Culinary Quiz Answers

CSCA Alumni Newsletter, Volume 6, Winter 2008

All questions are from Everything You Pretend to Know About Food And Are Afraid Someone Will Ask by Nancy Rommelmann; it is billed as a “culinary compendium to season your gastronomical wisdom along with your cuisine.”

1. What is a Coney Island chicken?
A Coney Island chicken is a regional specialty of New York city and is better known as the hot dog!

2. Why can’t you buy bluefish on the West Coast?
Bluefish, a rich, dark-meat fish caught off the Northeast Coast, is extremely oily and does not transport well. In a matter of days, its firm brown-and-white flesh takes on the taste of used motor oil.

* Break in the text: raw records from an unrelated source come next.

//! Browser action schema the model is asked to produce.
//!
//! An action sequence is a planning artifact: it is parsed and displayed by the
//! debug console but never executed against a browser.

use regex::Regex;
use serde::{Deserialize, Serialize};
use std::fmt;
use std::sync::LazyLock;
use thiserror::Error;

/// System prompt asking the model to decompose a request into browser actions.
pub const ACTION_PARSER_PROMPT: &str = r#"You are a browser automation assistant. Break the user's request down into a sequence of concrete browser actions.

## Output format
Reply with JSON only, no other text:

```json
[
  {
    "action": "action type",
    "target": "target element or page",
    "value": "input value or parameter",
    "description": "what this step does",
    "wait": 1000
  }
]
```

`wait` is an optional delay in milliseconds after the step.

## Action types
- Navigation: navigate, back, forward, refresh
- Interaction: click, type, select, check, uncheck, hover, scroll
- Waiting and assertions: wait, waitForElement, waitForText, assertText, assertElement
- Data: extractText, extractAttribute, screenshot, download

## Target selectors
- id:elementId
- class:className
- tag:tagName
- text:visible text
- xpath:expression
- css:selector

## Example
Request: "log in to the admin page"
```json
[
  {"action": "navigate", "target": "https://example.com/admin", "value": "", "description": "open the login page", "wait": 2000},
  {"action": "type", "target": "css:input[name='user']", "value": "{username}", "description": "enter the user name", "wait": 500},
  {"action": "type", "target": "css:input[type='password']", "value": "{password}", "description": "enter the password", "wait": 500},
  {"action": "click", "target": "css:button[type='submit']", "value": "", "description": "submit the form", "wait": 3000}
]
```

## Guidelines
1. Describe every step.
2. Add waits between steps that trigger page loads.
3. Prefer precise selectors.
4. Account for loading delays and pop-ups.

Now produce the JSON action sequence for the user's request."#;

/// Supported browser action kinds.
#[derive(Debug, Clone, Copy, PartialEq, Eq, Serialize, Deserialize)]
#[serde(rename_all = "camelCase")]
pub enum ActionType {
    Navigate,
    Back,
    Forward,
    Refresh,
    Click,
    Type,
    Select,
    Check,
    Uncheck,
    Hover,
    Scroll,
    Wait,
    WaitForElement,
    WaitForText,
    AssertText,
    AssertElement,
    ExtractText,
    ExtractAttribute,
    Screenshot,
    Download,
}

impl ActionType {
    pub const ALL: [ActionType; 20] = [
        Self::Navigate,
        Self::Back,
        Self::Forward,
        Self::Refresh,
        Self::Click,
        Self::Type,
        Self::Select,
        Self::Check,
        Self::Uncheck,
        Self::Hover,
        Self::Scroll,
        Self::Wait,
        Self::WaitForElement,
        Self::WaitForText,
        Self::AssertText,
        Self::AssertElement,
        Self::ExtractText,
        Self::ExtractAttribute,
        Self::Screenshot,
        Self::Download,
    ];

    /// Wire name as it appears in the model's JSON.
    pub fn name(self) -> &'static str {
        match self {
            Self::Navigate => "navigate",
            Self::Back => "back",
            Self::Forward => "forward",
            Self::Refresh => "refresh",
            Self::Click => "click",
            Self::Type => "type",
            Self::Select => "select",
            Self::Check => "check",
            Self::Uncheck => "uncheck",
            Self::Hover => "hover",
            Self::Scroll => "scroll",
            Self::Wait => "wait",
            Self::WaitForElement => "waitForElement",
            Self::WaitForText => "waitForText",
            Self::AssertText => "assertText",
            Self::AssertElement => "assertElement",
            Self::ExtractText => "extractText",
            Self::ExtractAttribute => "extractAttribute",
            Self::Screenshot => "screenshot",
            Self::Download => "download",
        }
    }

    pub fn summary(self) -> &'static str {
        match self {
            Self::Navigate => "go to a URL",
            Self::Back => "go back one page",
            Self::Forward => "go forward one page",
            Self::Refresh => "reload the page",
            Self::Click => "click an element",
            Self::Type => "type text into an element",
            Self::Select => "pick a dropdown option",
            Self::Check => "tick a checkbox",
            Self::Uncheck => "clear a checkbox",
            Self::Hover => "hover over an element",
            Self::Scroll => "scroll the page",
            Self::Wait => "pause for a duration",
            Self::WaitForElement => "wait until an element appears",
            Self::WaitForText => "wait until text appears",
            Self::AssertText => "check an element's text",
            Self::AssertElement => "check that an element exists",
            Self::ExtractText => "read an element's text",
            Self::ExtractAttribute => "read an element attribute",
            Self::Screenshot => "capture the page",
            Self::Download => "download a file",
        }
    }

    pub fn from_name(name: &str) -> Option<Self> {
        Self::ALL.into_iter().find(|kind| kind.name() == name)
    }
}

/// One step of a planned browser interaction.
///
/// `action` stays free text so plans naming unknown actions still parse.
#[derive(Debug, Clone, PartialEq, Serialize, Deserialize)]
pub struct BrowserAction {
    pub action: String,
    #[serde(default)]
    pub target: String,
    #[serde(default)]
    pub value: String,
    #[serde(default)]
    pub description: String,
    #[serde(default, skip_serializing_if = "Option::is_none")]
    pub wait: Option<u64>,
}

pub type ActionSequence = Vec<BrowserAction>;

impl BrowserAction {
    /// The recognised action kind, if any.
    pub fn kind(&self) -> Option<ActionType> {
        ActionType::from_name(&self.action)
    }
}

impl fmt::Display for BrowserAction {
    fn fmt(&self, f: &mut fmt::Formatter<'_>) -> fmt::Result {
        write!(f, "{}", self.action)?;
        if !self.target.is_empty() {
            write!(f, " {}", self.target)?;
        }
        if !self.value.is_empty() {
            write!(f, " = {:?}", self.value)?;
        }
        if self.kind().is_none() {
            write!(f, " (unsupported)")?;
        }
        if !self.description.is_empty() {
            write!(f, " - {}", self.description)?;
        }
        if let Some(ms) = self.wait {
            write!(f, " [wait {}ms]", ms)?;
        }
        Ok(())
    }
}

#[derive(Debug, Error)]
pub enum ActionParseError {
    #[error("model returned an empty action sequence")]
    Empty,
    #[error("invalid action sequence: {0}")]
    Json(#[from] serde_json::Error),
}

static FENCED_BLOCK: LazyLock<Regex> =
    LazyLock::new(|| Regex::new(r"(?s)```(?:json)?\s*(.*?)```").expect("valid fence pattern"));

/// Parses a model reply into an action sequence.
///
/// Accepts a bare JSON array or the first fenced code block in the reply.
pub fn parse_action_sequence(reply: &str) -> Result<ActionSequence, ActionParseError> {
    let body = FENCED_BLOCK
        .captures(reply)
        .and_then(|caps| caps.get(1))
        .map_or(reply, |m| m.as_str())
        .trim();

    let actions: ActionSequence = serde_json::from_str(body)?;
    if actions.is_empty() {
        return Err(ActionParseError::Empty);
    }
    Ok(actions)
}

While there is no substitute, sturgeon or mahimahi comes close in flavor.

3. How much is a peck of peppers?
Literally, a peck is eight quarts (dry), yet the term is also used to indicate a large quantity. So how many did Peter pick? Zero…since you can’t pick pickled peppers!

4. What is an alligator pear?
An alligator pear is an avocado (the name avocado coincidentally is a derivative of the Nahuatl word for “testicle”, presumably a reference to the avocado’s shape). When avocados were planted in Florida in the 1830s, their bumpy green-and-black skins were thought to resemble the local alligators, hence the nickname.

5. Which stays colder—beer in a bottle or beer in a can?
While an aluminum can is a good conductor of cold and therefore chills beer very quickly, it is also thin, which means the beer loses its chill just as quickly, especially when held in a body-temperature hand. Glass may take a little longer to cool, but its thickness keeps the beer inside cold a lot longer.

6. What is Bubble and Squeak?
Bubble and squeak is a kind of hash, a British dish made by combining mashed potatoes, cooked cabbage, and cooked beef. The mixture is fried until crisp, during which time it makes quite a noisome racket, hence it name.